Hunting a vital part of native life

PUBLICATION     WINNIPEG FREE PRESS
DATE :          SUN SEP.19,1999
PAGE :          D5
CLASS :         Entertainment


Hunting a vital part of native life

Jordan Wheeler

I was watching the new Aboriginal Peoples Television Network the other day and I saw a lot of puppets and animals. Some animals were majestically roaming their natural environment, some were about to die, some were dying, and some were dead.

Hunting is portrayed a lot on APTN and it's a reflection of one simple fact: Hunting remains a major part of the aboriginal lifestyle.

I found the images quite refreshing. I also wondered how the southern, urban audience was reacting.
 
Personally, my typical hunting and gathering foray involves a trip to the kitchen, grocery store or a favourite restaurant.

I haven't been hunting since I was a kid. I used to fish when I was a kid and I also picked mushrooms, fiddle heads, and a dozen varieties of berries near our home on Vancouver Island. However, since 1972, I've been a city boy.

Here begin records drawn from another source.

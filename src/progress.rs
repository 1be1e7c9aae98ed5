use std::{
    collections::HashMap,
    fmt,
    sync::{Arc, PoisonError, RwLock},
};

use chrono::{DateTime, Utc};
use serde::{Deserialize, Serialize};
use tokio::time::{Duration, Instant};
use tracing::{debug, warn};
use uuid::Uuid;

pub const DEFAULT_PROGRESS_RETENTION: Duration = Duration::from_secs(60 * 60);
pub const DEFAULT_PROGRESS_CAPACITY: usize = 10_000;

#[derive(Debug, Clone, Copy, PartialEq, Eq, Serialize, Deserialize)]
#[serde(rename_all = "lowercase")]
pub enum ProgressStatus {
    Starting,
    Downloading,
    Converting,
    Completed,
    Error,
    Unknown,
}

impl ProgressStatus {
    pub fn is_terminal(self) -> bool {
        matches!(self, ProgressStatus::Completed | ProgressStatus::Error)
    }

    pub fn can_transition_to(self, next: ProgressStatus) -> bool {
        use ProgressStatus::*;

        match (self, next) {
            (Starting | Downloading | Converting, Downloading | Converting) => true,
            (Starting | Downloading | Converting, Completed | Error) => true,
            _ => false,
        }
    }
}

impl fmt::Display for ProgressStatus {
    fn fmt(&self, f: &mut fmt::Formatter<'_>) -> fmt::Result {
        let label = match self {
            ProgressStatus::Starting => "starting",
            ProgressStatus::Downloading => "downloading",
            ProgressStatus::Converting => "converting",
            ProgressStatus::Completed => "completed",
            ProgressStatus::Error => "error",
            ProgressStatus::Unknown => "unknown",
        };
        f.write_str(label)
    }
}

#[derive(Debug, Clone, PartialEq, Serialize, Deserialize)]
#[serde(rename_all = "camelCase")]
pub struct ProgressRecord {
    pub status: ProgressStatus,
    pub progress: u8,
    pub downloaded: u64,
    pub total: u64,
    #[serde(default, skip_serializing_if = "Option::is_none")]
    pub error: Option<String>,
    #[serde(default, skip_serializing_if = "Option::is_none")]
    pub filename: Option<String>,
    pub start_time: DateTime<Utc>,
}

impl ProgressRecord {
    pub fn starting() -> Self {
        Self {
            status: ProgressStatus::Starting,
            progress: 0,
            downloaded: 0,
            total: 0,
            error: None,
            filename: None,
            start_time: Utc::now(),
        }
    }
}

/// `floor(received / total * 100)` capped at 100; 0 while the total is unknown.
pub fn download_percent(received: u64, total: u64) -> u8 {
    if total == 0 {
        return 0;
    }

    let percent = u128::from(received) * 100 / u128::from(total);
    percent.min(100) as u8
}

struct TableEntry {
    record: ProgressRecord,
    terminal_since: Option<Instant>,
    inserted_at: Instant,
}

/// Terminal records are evicted `retention` after they finished; past
/// `capacity` the oldest terminal records go first. Running jobs stay.
#[derive(Clone)]
pub struct ProgressTable {
    entries: Arc<RwLock<HashMap<Uuid, TableEntry>>>,
    retention: Duration,
    capacity: usize,
}

impl ProgressTable {
    pub fn new(retention: Duration, capacity: usize) -> Self {
        Self {
            entries: Arc::new(RwLock::new(HashMap::new())),
            retention,
            capacity: capacity.max(1),
        }
    }

    pub fn register(&self, id: Uuid) -> ProgressWriter {
        self.insert(id, ProgressRecord::starting());
        ProgressWriter {
            table: self.clone(),
            id,
        }
    }

    /// Refuses ids that are already tracked.
    pub fn insert(&self, id: Uuid, record: ProgressRecord) -> bool {
        let now = Instant::now();
        let terminal_since = record.status.is_terminal().then_some(now);
        let mut entries = self.entries.write().unwrap_or_else(PoisonError::into_inner);

        if entries.contains_key(&id) {
            warn!(job_id = %id, "refusing to replace an existing progress record");
            return false;
        }

        entries.insert(
            id,
            TableEntry {
                record,
                terminal_since,
                inserted_at: now,
            },
        );
        evict_expired_entries(&mut entries, self.retention, now);
        trim_to_capacity(&mut entries, self.capacity);
        true
    }

    pub fn get(&self, id: &Uuid) -> Option<ProgressRecord> {
        self.entries
            .read()
            .unwrap_or_else(PoisonError::into_inner)
            .get(id)
            .map(|entry| entry.record.clone())
    }

    // Terminal records are frozen; progress never goes backwards.
    pub fn update<F>(&self, id: &Uuid, change: F) -> bool
    where
        F: FnOnce(&mut ProgressRecord),
    {
        let mut entries = self.entries.write().unwrap_or_else(PoisonError::into_inner);
        let Some(entry) = entries.get_mut(id) else {
            return false;
        };

        let previous = &entry.record;
        if previous.status.is_terminal() {
            debug!(job_id = %id, status = %previous.status, "ignoring write to finished job");
            return false;
        }

        let mut next = previous.clone();
        change(&mut next);

        if next.status != previous.status && !previous.status.can_transition_to(next.status) {
            warn!(
                job_id = %id,
                from = %previous.status,
                to = %next.status,
                "rejected progress transition"
            );
            return false;
        }

        next.progress = next.progress.clamp(previous.progress, 100);
        if next.status == ProgressStatus::Completed {
            next.progress = 100;
        }
        if next.status.is_terminal() {
            entry.terminal_since = Some(Instant::now());
        }

        entry.record = next;
        true
    }

    pub fn evict_expired(&self) -> usize {
        let mut entries = self.entries.write().unwrap_or_else(PoisonError::into_inner);
        evict_expired_entries(&mut entries, self.retention, Instant::now())
    }

    pub fn len(&self) -> usize {
        self.entries.read().unwrap_or_else(PoisonError::into_inner).len()
    }

    pub fn is_empty(&self) -> bool {
        self.len() == 0
    }
}

fn evict_expired_entries(
    entries: &mut HashMap<Uuid, TableEntry>,
    retention: Duration,
    now: Instant,
) -> usize {
    let before = entries.len();
    entries.retain(|_, entry| match entry.terminal_since {
        Some(since) => now.saturating_duration_since(since) < retention,
        None => true,
    });
    before - entries.len()
}

fn trim_to_capacity(entries: &mut HashMap<Uuid, TableEntry>, capacity: usize) {
    if entries.len() <= capacity {
        return;
    }

    let overflow = entries.len() - capacity;
    let mut finished = entries
        .iter()
        .filter_map(|(id, entry)| entry.terminal_since.map(|_| (*id, entry.inserted_at)))
        .collect::<Vec<_>>();
    finished.sort_by_key(|(_, inserted_at)| *inserted_at);

    let evictable = finished.len().min(overflow);
    for (id, _) in finished.into_iter().take(overflow) {
        entries.remove(&id);
    }

    if evictable < overflow {
        warn!(
            active = entries.len(),
            capacity, "progress table over capacity with only running jobs"
        );
    }
}

// Clones share the job's one record: the byte counter and the transcoder
// callback each hold one.
#[derive(Clone)]
pub struct ProgressWriter {
    table: ProgressTable,
    id: Uuid,
}

impl ProgressWriter {
    pub fn id(&self) -> Uuid {
        self.id
    }

    // While converting only the counters move.
    pub fn bytes_received(&self, downloaded: u64, total: u64) -> bool {
        self.table.update(&self.id, |record| {
            record.downloaded = downloaded;
            record.total = total;
            if record.status != ProgressStatus::Converting {
                record.status = ProgressStatus::Downloading;
                record.progress = download_percent(downloaded, total);
            }
        })
    }

    pub fn converting(&self) -> bool {
        self.table.update(&self.id, |record| {
            record.status = ProgressStatus::Converting;
        })
    }

    pub fn convert_progress(&self, percent: f64) -> bool {
        self.table.update(&self.id, |record| {
            if record.status == ProgressStatus::Converting {
                record.progress = percent.floor().clamp(0.0, 100.0) as u8;
            }
        })
    }

    pub fn complete(&self, filename: impl Into<String>) -> bool {
        let filename = filename.into();
        self.table.update(&self.id, |record| {
            record.status = ProgressStatus::Completed;
            record.progress = 100;
            record.filename = Some(filename);
        })
    }

    pub fn fail(&self, message: impl Into<String>) -> bool {
        let message = message.into();
        self.table.update(&self.id, |record| {
            record.status = ProgressStatus::Error;
            record.error = Some(message);
        })
    }
}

Don't get me wrong, I would go hunting if I had the chance, if I had a rifle, if I had any real expertise, and if I wasn't worried about getting in any real hunter's way.
 
Years ago, when I was editing a local aboriginal newspaper, a woman asked if I could give her any ideas for an aboriginal cultural component that could be added to a tourism package for some people from Japan. I suggested hunting. She said she had a problem with that. You'll never take the hunter out of the people, I told her. She hoped I was wrong. I wasn't.  Even so, there are a lot of southern sensibilities that will find these images on APTN a little icky. Some will find them grotesque, some will be horrified, and others won't flinch. Some will flick to another channel and some won't, but the content remains a true reflection, even for those who don't hunt.
 
If you know the right people, you can have moose and deer in your freezer all year long. I've also eaten muskrat, musk-ox, polar bear, beaver, caribou, seal, narwhal, wild boar and puppy dog. What do you call a Cree Easter? Rabbit soup. Yum, yum.
 
The food comes from the same context as a harpoon piercing walrus skin. It's a context that makes your tummy rumble when you see the elk in Banff National Park.
 
Tourists are warned about the elk in calving season. The more-aggressive ones are marked with orange collars and you scheme of ways to get one in a situation where you can claim self-defence. "The elk started it," you can say. Until the perfect plan is hatched, you stand there and drool.
 
And you can still get choked up at Bambi.
 
Point is, aboriginal people have been hunting for eons and that's not about to change anytime soon. For one thing, the wild game is just too tasty. Caribou has to be the most-delicious meat on Earth. There's also the economic factor, particularly in the north where a wilted green pepper can cost you five or six bucks. It just doesn't pay to be a vegetarian, nor would it be very palatable. Being a vegetarian in the north would require deep pockets and a cow's stomach.
 
A couple of moose or caribou in the freezer can go a long way towards feeding the family. And it's probably not a good idea to change a diet that has conditioned itself for thousands of years, just ask the Inuit. They still eat their meat raw to help them stay warm in winter and their digestive tracts are used to it.
 
If your typical southerner tried that diet for any length of time they'd suddenly spend a lot of time in the throne room. Dairy products have the same effect on a lot of aboriginal people, because we never had dairy products in our diet. We got our calcium from other sources. So that's life and it's reflected on a new television network that gives the impression that hunting is innate.
 
A few years ago, a non-aboriginal woman friend described one of her son's early childhood years. The boy hadn't been exposed to TV, never had a gun to play with, and had no contact with the hunting culture whatsoever. So she was more than a bit shocked one day when she saw the toddler stalking a bird in the back yard. In his arms was a branch held like a gun. You'll never take the hunter out of the people.